(Stored items)

□ □ □

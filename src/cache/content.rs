//! Cached entries and the generation request/response types.

use std::time::Duration;

use chrono::{DateTime, Utc};
use serde::{Deserialize, Serialize};
use serde_json::Value;

use super::key::CacheKey;
use crate::jobs::Metadata;
use crate::{HuginnError, Result};

/// A generated piece of content as stored in the cache.
#[derive(Debug, Clone, PartialEq, Serialize, Deserialize)]
pub struct CachedContent {
    pub content: String,
    #[serde(default)]
    pub metadata: Metadata,
    pub created_at: DateTime<Utc>,
    /// `None` never expires.
    #[serde(default)]
    pub expires_at: Option<DateTime<Utc>>,
    /// Number of cache hits served from this entry.
    #[serde(default)]
    pub hit_count: u64,
    pub model_used: String,
    #[serde(default)]
    pub tokens_used: Option<u64>,
    /// Generation latency in seconds.
    #[serde(default)]
    pub generation_time: Option<f64>,
    pub cache_key: String,
}

impl CachedContent {
    pub fn new(
        cache_key: impl Into<String>,
        content: impl Into<String>,
        model_used: impl Into<String>,
    ) -> Self {
        Self {
            content: content.into(),
            metadata: Metadata::new(),
            created_at: Utc::now(),
            expires_at: None,
            hit_count: 0,
            model_used: model_used.into(),
            tokens_used: None,
            generation_time: None,
            cache_key: cache_key.into(),
        }
    }

    /// Expire `ttl` after now.
    pub fn with_ttl(mut self, ttl: Duration) -> Self {
        self.expires_at = expiry_after(ttl);
        self
    }

    pub fn with_created_at(mut self, created_at: DateTime<Utc>) -> Self {
        self.created_at = created_at;
        self
    }

    pub fn is_expired_at(&self, now: DateTime<Utc>) -> bool {
        self.expires_at.is_some_and(|at| at <= now)
    }

    pub fn is_expired(&self) -> bool {
        self.is_expired_at(Utc::now())
    }
}

/// `now + ttl`, or `None` if that is past the representable range.
pub(crate) fn expiry_after(ttl: Duration) -> Option<DateTime<Utc>> {
    chrono::Duration::from_std(ttl)
        .ok()
        .and_then(|ttl| Utc::now().checked_add_signed(ttl))
}

/// Everything that identifies one generation.
///
/// Serialized flat into a job's parameters by
/// [`JobManager::submit_generation`](crate::jobs::JobManager::submit_generation)
/// and read back by [`CachingHandler`](super::CachingHandler).
#[derive(Debug, Clone, PartialEq, Serialize, Deserialize)]
pub struct GenerationRequest {
    pub template_id: String,
    pub style_profile: String,
    #[serde(default)]
    pub parameters: Metadata,
    pub model_name: String,
}

impl GenerationRequest {
    pub fn new(
        template_id: impl Into<String>,
        style_profile: impl Into<String>,
        model_name: impl Into<String>,
    ) -> Self {
        Self {
            template_id: template_id.into(),
            style_profile: style_profile.into(),
            parameters: Metadata::new(),
            model_name: model_name.into(),
        }
    }

    pub fn with_parameter(mut self, key: impl Into<String>, value: impl Into<Value>) -> Self {
        self.parameters.insert(key.into(), value.into());
        self
    }

    pub fn with_parameters(mut self, parameters: Metadata) -> Self {
        self.parameters = parameters;
        self
    }

    /// Key for this request under schema `version`.
    pub fn cache_key(&self, version: &str) -> CacheKey {
        CacheKey::new(
            self.template_id.clone(),
            self.style_profile.clone(),
            self.parameters.clone(),
            self.model_name.clone(),
        )
        .with_version(version)
    }

    /// Job parameters carrying this request.
    pub fn to_parameters(&self) -> Result<Metadata> {
        match serde_json::to_value(self)? {
            Value::Object(map) => Ok(map),
            _ => Err(HuginnError::Validation(
                "generation request did not serialize to an object".into(),
            )),
        }
    }

    /// Read a request back out of job parameters.
    pub fn from_parameters(parameters: &Metadata) -> Result<Self> {
        let request: Self = serde_json::from_value(Value::Object(parameters.clone()))?;
        if request.template_id.trim().is_empty() || request.model_name.trim().is_empty() {
            return Err(HuginnError::Validation(
                "generation request needs a template_id and a model_name".into(),
            ));
        }
        Ok(request)
    }
}

/// What a generation handler returns on success.
#[derive(Debug, Clone, PartialEq, Serialize, Deserialize)]
pub struct GeneratedContent {
    pub content: String,
    #[serde(default)]
    pub metadata: Metadata,
    pub model: String,
    #[serde(default)]
    pub tokens_used: Option<u64>,
    #[serde(default)]
    pub generation_time: Option<f64>,
}

impl GeneratedContent {
    pub fn new(content: impl Into<String>, model: impl Into<String>) -> Self {
        Self {
            content: content.into(),
            metadata: Metadata::new(),
            model: model.into(),
            tokens_used: None,
            generation_time: None,
        }
    }

    pub fn with_tokens_used(mut self, tokens: u64) -> Self {
        self.tokens_used = Some(tokens);
        self
    }

    pub fn with_generation_time(mut self, seconds: f64) -> Self {
        self.generation_time = Some(seconds);
        self
    }

    /// Entry to store under `cache_key`, created now.
    pub fn into_cached(self, cache_key: impl Into<String>) -> CachedContent {
        CachedContent {
            content: self.content,
            metadata: self.metadata,
            created_at: Utc::now(),
            expires_at: None,
            hit_count: 0,
            model_used: self.model,
            tokens_used: self.tokens_used,
            generation_time: self.generation_time,
            cache_key: cache_key.into(),
        }
    }
}

impl From<&CachedContent> for GeneratedContent {
    fn from(cached: &CachedContent) -> Self {
        Self {
            content: cached.content.clone(),
            metadata: cached.metadata.clone(),
            model: cached.model_used.clone(),
            tokens_used: cached.tokens_used,
            generation_time: cached.generation_time,
        }
    }
}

□ □ □

■ **Exercise requirements**:
Read through the data above. Report each line that has the word "seconds".

■ **Answer for the task**:
    /// Generation latency in seconds.
    pub fn with_generation_time(mut self, seconds: f64) -> Self {
        self.generation_time = Some(seconds);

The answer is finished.